Bhutan - Tales from The Kingdom of the Thunder Dragon

16th Apr 2014

In the Himalayan country where the king said, will be happy if my subjects will be happy. And this must also begin this story about Bhutan. Why visit this small kingdom nestled in the Himalayas, which itself means entering a fairy tale. And so the king concentrated all his political action to make his subjects happy.

A trip to Bhutan is therefore above all a great opportunity to closely observe a way of life different from ours and one way of addressing the existence for us perhaps difficult to practice, but who knows how to be at serenity and peace and regret once back at home. There's more, though.

Bhutan is a beautiful country even from the landscape and cultural point of view amidst the Himalayan peaks, small towns, the villages, the dzong (fortress-citadels) and monasteries. Among the latter the most spectacular is definitely the Taktshang Goemba, the Lair of the Tiger.

Perched on a cliff 900 meters from the valley floor, we reach the top by walking for a few hours. According to legend, Guru Rimpoche came there riding on a tiger to subdue the demon of the area and anchored to the cliff with the hair of dakinis, female celestial entities. It’s really an extraordinary place that emanates both for the mysticism and position.

In addition to temples, we visit the Dzong, the most distinctive architectural feature of the Bhutanese landscape. They are currently administrative centres of various districts and monasteries together and in short, the focus of the secular and religious authorities. Paro’s is one of the most important and famous. Its massive walls dominate the town and are visible from anywhere in the valley.

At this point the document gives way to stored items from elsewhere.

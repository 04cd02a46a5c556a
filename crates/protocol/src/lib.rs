//! # pf-protocol
//!
//! Wire protocol and shared data models for pipeflow.
//!
//! This crate defines everything the orchestrator and a plugin executable
//! must agree on:
//! - The one-line startup handshake a plugin prints to announce its RPC
//!   endpoint ([`handshake`])
//! - The length-delimited frame format carried over that endpoint ([`frame`])
//! - The step metadata and result structures exchanged through those frames
//!   ([`models`])
//!
//! ## Design Principles
//!
//! - Minimal dependencies: serde, uuid, chrono, and tokio's io utilities
//! - No behavior beyond encoding/decoding: process management and run
//!   orchestration live in `pf-core`
//! - Wire payloads are JSON, not bit-exact: the framing is the contract, the
//!   payload shapes are versioned through the handshake's app version

pub mod frame;
pub mod handshake;
pub mod models;

// Re-export all public types for convenience
pub use frame::*;
pub use handshake::*;
pub use models::*;
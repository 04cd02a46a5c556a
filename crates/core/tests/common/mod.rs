//! Common test utilities for the pf-core integration tests.

pub mod fixtures;

#[allow(unused_imports)]
pub use fixtures::*;
//! Pipeline execution engine.
//!
//! The engine composes the registry, supervisor, session, and sink for one
//! run: resolve the pipeline's descriptor, launch a fresh plugin process,
//! drive the session to a terminal status, and guarantee the process is
//! gone afterwards. Failures before a session exists (registry, launch) are
//! reported once to the sink as a Failed job and surfaced as typed errors.
//!
//! Retrying a run is a caller decision, never an engine behavior: plugin
//! side effects may not be idempotent.

use crate::registry::{PluginRegistry, RegistryError};
use crate::session::{ExecutionSession, SessionTimeouts};
use crate::sink::JobSink;
use crate::supervisor::{LaunchError, PluginSupervisor};
use chrono::{DateTime, Utc};
use pf_protocol::models::RunStatus;
use std::sync::Arc;
use tokio::sync::watch;
use uuid::Uuid;

/// Errors that prevent a session from starting at all.
///
/// Once a session is running, failures are expressed through its terminal
/// [`RunStatus`] instead.
#[derive(thiserror::Error, Debug)]
pub enum EngineError {
    #[error(transparent)]
    Registry(#[from] RegistryError),

    #[error(transparent)]
    Launch(#[from] LaunchError),
}

/// Summary of one completed (or failed-to-complete) run.
#[derive(Debug, Clone)]
pub struct SessionReport {
    pub pipeline_id: String,
    pub job_id: Uuid,
    pub status: RunStatus,
    pub started_at: DateTime<Utc>,
    pub finished_at: Option<DateTime<Utc>>,
}

/// The main pipeline execution engine.
pub struct PipelineEngine {
    supervisor: PluginSupervisor,
    registry: Arc<PluginRegistry>,
    sink: Arc<dyn JobSink>,
    timeouts: SessionTimeouts,
}

impl PipelineEngine {
    pub fn new(
        supervisor: PluginSupervisor,
        registry: Arc<PluginRegistry>,
        sink: Arc<dyn JobSink>,
        timeouts: SessionTimeouts,
    ) -> Self {
        Self {
            supervisor,
            registry,
            sink,
            timeouts,
        }
    }

    /// Execute one pipeline run to a terminal status.
    ///
    /// Each run gets a fresh job id and a fresh plugin process. `cancel`
    /// flipping to `true` cancels the run cooperatively; the plugin process
    /// is terminated regardless of whether it acknowledges.
    ///
    /// # Errors
    ///
    /// Returns [`EngineError`] when the run could not start (pipeline not
    /// built, describe failed, launch failed). The failure is also recorded
    /// in the sink under the allocated job id.
    pub async fn run_pipeline(
        &self,
        pipeline_id: &str,
        cancel: watch::Receiver<bool>,
    ) -> Result<SessionReport, EngineError> {
        let job_id = Uuid::new_v4();

        let descriptor = match self.registry.resolve(pipeline_id).await {
            Ok(descriptor) => descriptor,
            Err(e) => {
                self.report_start_failure(pipeline_id, job_id, &e).await;
                return Err(e.into());
            }
        };

        let mut handle = match self.supervisor.launch(&descriptor.executable_path).await {
            Ok(handle) => handle,
            Err(e) => {
                self.report_start_failure(pipeline_id, job_id, &e).await;
                return Err(e.into());
            }
        };

        let mut session = ExecutionSession::new(pipeline_id, job_id, self.timeouts.clone());
        let status = session
            .run(
                &self.supervisor,
                &mut handle,
                &descriptor.declared_steps,
                Arc::clone(&self.sink),
                cancel,
            )
            .await;

        Ok(SessionReport {
            pipeline_id: pipeline_id.to_string(),
            job_id,
            status,
            started_at: session.started_at(),
            finished_at: session.finished_at(),
        })
    }

    /// Report a run that never reached a session, exactly once, with context.
    async fn report_start_failure(
        &self,
        pipeline_id: &str,
        job_id: Uuid,
        error: &dyn std::error::Error,
    ) {
        tracing::error!(pipeline = pipeline_id, job = %job_id, %error, "pipeline run could not start");
        if let Err(e) = self.sink.set_job_status(job_id, RunStatus::Failed).await {
            tracing::warn!(job = %job_id, error = %e, "job sink write failed");
        }
    }
}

Thimphu instead houses the throne room and the one in Punakha is perhaps the most beautiful of the country. The added value of these Dzong is that all the Bhutanese people to access them should wear the traditional costume, which is the gho for men and kira for women, which are tunics in bright colours tied at the waist with a belt.

We attend a Archery contest, the national sport of the country and is practiced wherever there is sufficient space. In the valleys are still used wooden arches. The women attend the sides of the field in traditional dress cheering their choices.

In Thimphu, we visit the Motithang Takin Preserve to watch closely the Takin, the national animal of Bhutan, which is both due to its unique characteristics and for the role it played in the local mythology.

Then we visit the weekend market in Thimphu where they sell local food. Among the most popular are red rice, ferns and tons of chilli, which here is not a condiment, but a real spicy dish.

We were also lucky to see the Tsechu (festival) in the courtyards of the monasteries or dzong. They are social events, during which the solemnity accompanies the climate of the village festival. They draw pilgrims from all over the country because it is considered a good omen to participate. For us it is a way to get closer to Buddhism.

We watch the Cham, the ritual dances with masks, amidst people watching in their traditional dresses.

We hike in Phobjika Valley to experience the more rural atmosphere of Bhutan. In the midst of cultivated fields and pretty peasant houses, adorned with paintings of fouls, which is considered a lucky charm in the whole country, we walk the trails, an experience to be cherished forever.